Petersons solution is a 'humble' algorithm

The solution is restricted to two processes that alternate execution between their critical sections and remainder sections, we will call them Pi and Pj
Peterson's solution also requires two data items to be shared between the two processes:

When a process is ready to enter its critical section, it will set its flag to true.
When process Pi wants to enter its critical section, it will set its turn variable to j

When one process wants to enter its critical section, it offers its turn to the other process

Structure of Pi in Petersons's solution

do {
 flag[i] = true;
 turn = j;
 while(flag[j] && turn ==[j]); // this semicolon keeps this secion looping while it's true, so only when it's false does it move to the critical section
	 //critical section
flag[i] = false;
	//remainder section
}while(TRUE);

Structure of Pj in Petersons's solution

do {
 flag[j] = true;
 turn = i;
 while(flag[i] && turn ==[i]); // this semicolon keeps this secion looping while it's true, so only when it's false does it move to the critical section
	 //critical section
flag[i] = false;
	//remainder section
}while(TRUE);

Test and Set Lock

Test and Set definition

boolean TestAndSet(boolean *target){
boolean rv= *target;
*target = TRUE;
return rv;
}

This is an atomic operation

Example

lock is always 0 initially, and we are passing lock by reference

process p1

do{
while(TestAndSet(&lock));//if the while condition is false, it will continue processing, however, we set the lock value to true so other processes cannot take the lock
//do nothing
//critical section
lock = FALSE; 
//remainder section
} while(TRUE)

Advantages

Disadvantages

Semaphores

Wait() signal

P(Semaphore S){
while (S<= 0); 
//no operation...forced to wait until S>0
S--;
}

It will only decrement S if it is greater than 0

Signal

V(Semaphore S){
S++;
}

increments the value of S

Binary Semaphore

The value of a binary semaphore can only range between 0 and 1. On some systems, binary semaphores are known as mutex locks, as they are locks that provide mutual exclusion

Counting Semaphores

The value of a counting semaphore can range over an unrestricted domain. It is used to control access to a resource that has multiple instances.

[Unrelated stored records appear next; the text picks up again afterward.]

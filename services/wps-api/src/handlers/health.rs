//! Health and metrics handlers.

use std::sync::Arc;

use axum::{
    extract::Extension,
    http::{header, StatusCode},
    response::{IntoResponse, Response},
    Json,
};
use serde::Serialize;

use crate::state::AppState;

#[derive(Serialize)]
pub struct HealthResponse {
    pub status: String,
    pub processes: Vec<String>,
}

/// GET /health - Basic health check
pub async fn health_handler(Extension(state): Extension<Arc<AppState>>) -> Json<HealthResponse> {
    Json(HealthResponse {
        status: "ok".to_string(),
        processes: state
            .registry
            .identifiers()
            .into_iter()
            .map(str::to_string)
            .collect(),
    })
}

/// GET /metrics - Prometheus metrics
pub async fn metrics_handler(Extension(state): Extension<Arc<AppState>>) -> Response {
    match &state.metrics {
        Some(handle) => (
            StatusCode::OK,
            [(header::CONTENT_TYPE, "text/plain; version=0.0.4")],
            handle.render(),
        )
            .into_response(),
        None => (StatusCode::SERVICE_UNAVAILABLE, "metrics recorder not installed").into_response(),
    }
}
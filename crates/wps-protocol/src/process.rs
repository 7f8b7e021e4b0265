//! Process descriptions: what a process accepts and what it returns.

use quick_xml::escape::escape;

use crate::media_types;

/// A data format a complex output can be produced in.
#[derive(Debug, Clone, PartialEq, Eq)]
pub struct Format {
    /// MIME type (e.g., "application/x-netcdf").
    pub mime_type: String,

    /// Character encoding, if any.
    pub encoding: Option<String>,

    /// Schema URI, if any.
    pub schema: Option<String>,
}

impl Format {
    /// Create a format from a MIME type.
    pub fn new(mime_type: impl Into<String>) -> Self {
        Self {
            mime_type: mime_type.into(),
            encoding: None,
            schema: None,
        }
    }

    /// The NetCDF format.
    pub fn netcdf() -> Self {
        Self::new(media_types::NETCDF)
    }

    fn to_xml(&self) -> String {
        let mut xml = format!("<MimeType>{}</MimeType>", escape(&self.mime_type));
        if let Some(ref encoding) = self.encoding {
            xml.push_str(&format!("<Encoding>{}</Encoding>", escape(encoding)));
        }
        if let Some(ref schema) = self.schema {
            xml.push_str(&format!("<Schema>{}</Schema>", escape(schema)));
        }
        xml
    }
}

/// Declaration of a literal (string-valued) process input.
#[derive(Debug, Clone, PartialEq)]
pub struct LiteralInputDescription {
    pub identifier: String,
    pub title: String,
    pub abstract_text: Option<String>,
    /// XML schema data type name (e.g., "string").
    pub data_type: String,
    pub min_occurs: u32,
    pub max_occurs: u32,
    /// Value substituted when the input is absent from a request.
    pub default: Option<String>,
}

impl LiteralInputDescription {
    /// Declare an optional string input occurring at most once.
    pub fn string(identifier: impl Into<String>, title: impl Into<String>) -> Self {
        Self {
            identifier: identifier.into(),
            title: title.into(),
            abstract_text: None,
            data_type: "string".to_string(),
            min_occurs: 0,
            max_occurs: 1,
            default: None,
        }
    }

    /// Set the abstract.
    pub fn with_abstract(mut self, abstract_text: impl Into<String>) -> Self {
        self.abstract_text = Some(abstract_text.into());
        self
    }

    /// Set the default value.
    pub fn with_default(mut self, default: impl Into<String>) -> Self {
        self.default = Some(default.into());
        self
    }

    fn to_xml(&self) -> String {
        let mut xml = format!(
            r#"      <Input minOccurs="{}" maxOccurs="{}">
        <ows:Identifier>{}</ows:Identifier>
        <ows:Title>{}</ows:Title>
"#,
            self.min_occurs,
            self.max_occurs,
            escape(&self.identifier),
            escape(&self.title)
        );
        if let Some(ref abstract_text) = self.abstract_text {
            xml.push_str(&format!(
                "        <ows:Abstract>{}</ows:Abstract>\n",
                escape(abstract_text)
            ));
        }
        xml.push_str(&format!(
            r#"        <LiteralData>
          <ows:DataType ows:reference="http://www.w3.org/TR/xmlschema-2/#{0}">{0}</ows:DataType>
          <ows:AnyValue/>
"#,
            escape(&self.data_type)
        ));
        if let Some(ref default) = self.default {
            xml.push_str(&format!(
                "          <DefaultValue>{}</DefaultValue>\n",
                escape(default)
            ));
        }
        xml.push_str("        </LiteralData>\n      </Input>\n");
        xml
    }
}

/// Declaration of a complex (file-valued) process output.
#[derive(Debug, Clone, PartialEq)]
pub struct ComplexOutputDescription {
    pub identifier: String,
    pub title: String,
    pub supported_formats: Vec<Format>,
    /// Whether the output is returned as a link instead of inline content.
    pub as_reference: bool,
}

impl ComplexOutputDescription {
    /// Declare an output returned by reference.
    pub fn by_reference(
        identifier: impl Into<String>,
        title: impl Into<String>,
        format: Format,
    ) -> Self {
        Self {
            identifier: identifier.into(),
            title: title.into(),
            supported_formats: vec![format],
            as_reference: true,
        }
    }

    /// The default format (first supported one).
    pub fn default_format(&self) -> Option<&Format> {
        self.supported_formats.first()
    }

    fn to_xml(&self) -> String {
        let mut xml = format!(
            r#"      <Output>
        <ows:Identifier>{}</ows:Identifier>
        <ows:Title>{}</ows:Title>
        <ComplexOutput>
"#,
            escape(&self.identifier),
            escape(&self.title)
        );
        if let Some(default) = self.default_format() {
            xml.push_str(&format!(
                "          <Default><Format>{}</Format></Default>\n",
                default.to_xml()
            ));
        }
        xml.push_str("          <Supported>\n");
        for format in &self.supported_formats {
            xml.push_str(&format!(
                "            <Format>{}</Format>\n",
                format.to_xml()
            ));
        }
        xml.push_str("          </Supported>\n        </ComplexOutput>\n      </Output>\n");
        xml
    }
}

/// Full description of a process, as returned by DescribeProcess.
#[derive(Debug, Clone, PartialEq)]
pub struct ProcessDescription {
    pub identifier: String,
    pub title: String,
    pub abstract_text: Option<String>,
    pub version: String,
    pub inputs: Vec<LiteralInputDescription>,
    pub outputs: Vec<ComplexOutputDescription>,
    pub store_supported: bool,
    pub status_supported: bool,
}

impl ProcessDescription {
    /// Look up a declared input.
    pub fn input(&self, identifier: &str) -> Option<&LiteralInputDescription> {
        self.inputs.iter().find(|i| i.identifier == identifier)
    }

    /// Look up a declared output.
    pub fn output(&self, identifier: &str) -> Option<&ComplexOutputDescription> {
        self.outputs.iter().find(|o| o.identifier == identifier)
    }

    /// The `<wps:Process>` element used in Capabilities and ExecuteResponse.
    pub(crate) fn brief_xml(&self) -> String {
        let mut xml = format!(
            r#"<wps:Process wps:processVersion="{}">
      <ows:Identifier>{}</ows:Identifier>
      <ows:Title>{}</ows:Title>
"#,
            escape(&self.version),
            escape(&self.identifier),
            escape(&self.title)
        );
        if let Some(ref abstract_text) = self.abstract_text {
            xml.push_str(&format!(
                "      <ows:Abstract>{}</ows:Abstract>\n",
                escape(abstract_text)
            ));
        }
        xml.push_str("    </wps:Process>");
        xml
    }

    /// The `<ProcessDescription>` element used in DescribeProcess.
    pub(crate) fn description_xml(&self) -> String {
        let mut xml = format!(
            r#"  <ProcessDescription wps:processVersion="{}" storeSupported="{}" statusSupported="{}">
    <ows:Identifier>{}</ows:Identifier>
    <ows:Title>{}</ows:Title>
"#,
            escape(&self.version),
            self.store_supported,
            self.status_supported,
            escape(&self.identifier),
            escape(&self.title)
        );
        if let Some(ref abstract_text) = self.abstract_text {
            xml.push_str(&format!(
                "    <ows:Abstract>{}</ows:Abstract>\n",
                escape(abstract_text)
            ));
        }
        xml.push_str("    <DataInputs>\n");
        for input in &self.inputs {
            xml.push_str(&input.to_xml());
        }
        xml.push_str("    </DataInputs>\n    <ProcessOutputs>\n");
        for output in &self.outputs {
            xml.push_str(&output.to_xml());
        }
        xml.push_str("    </ProcessOutputs>\n  </ProcessDescription>\n");
        xml
    }
}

Disadvantages of Semaphores

The main disadvantage of a semaphore is that it requires "busy waiting".

To overcome the need for busy waiting, we can modify the definitions of wait() and signal()?

When a process executes the wait() operation and finds that the semaphore value is not positive, it must wait
However, rather than engaging in busy waiting, the process can block itself

This still may lead to deadlocks and starvation.

Bounded Buffer Problem

There is a buffer of n slots and each slot is capable of storing one unit of data.

There are two processes running, namely a producer and consumer which are operating on the buffer

Pasted image 20230205171847.png

We can make use of three semaphores to solve this problem.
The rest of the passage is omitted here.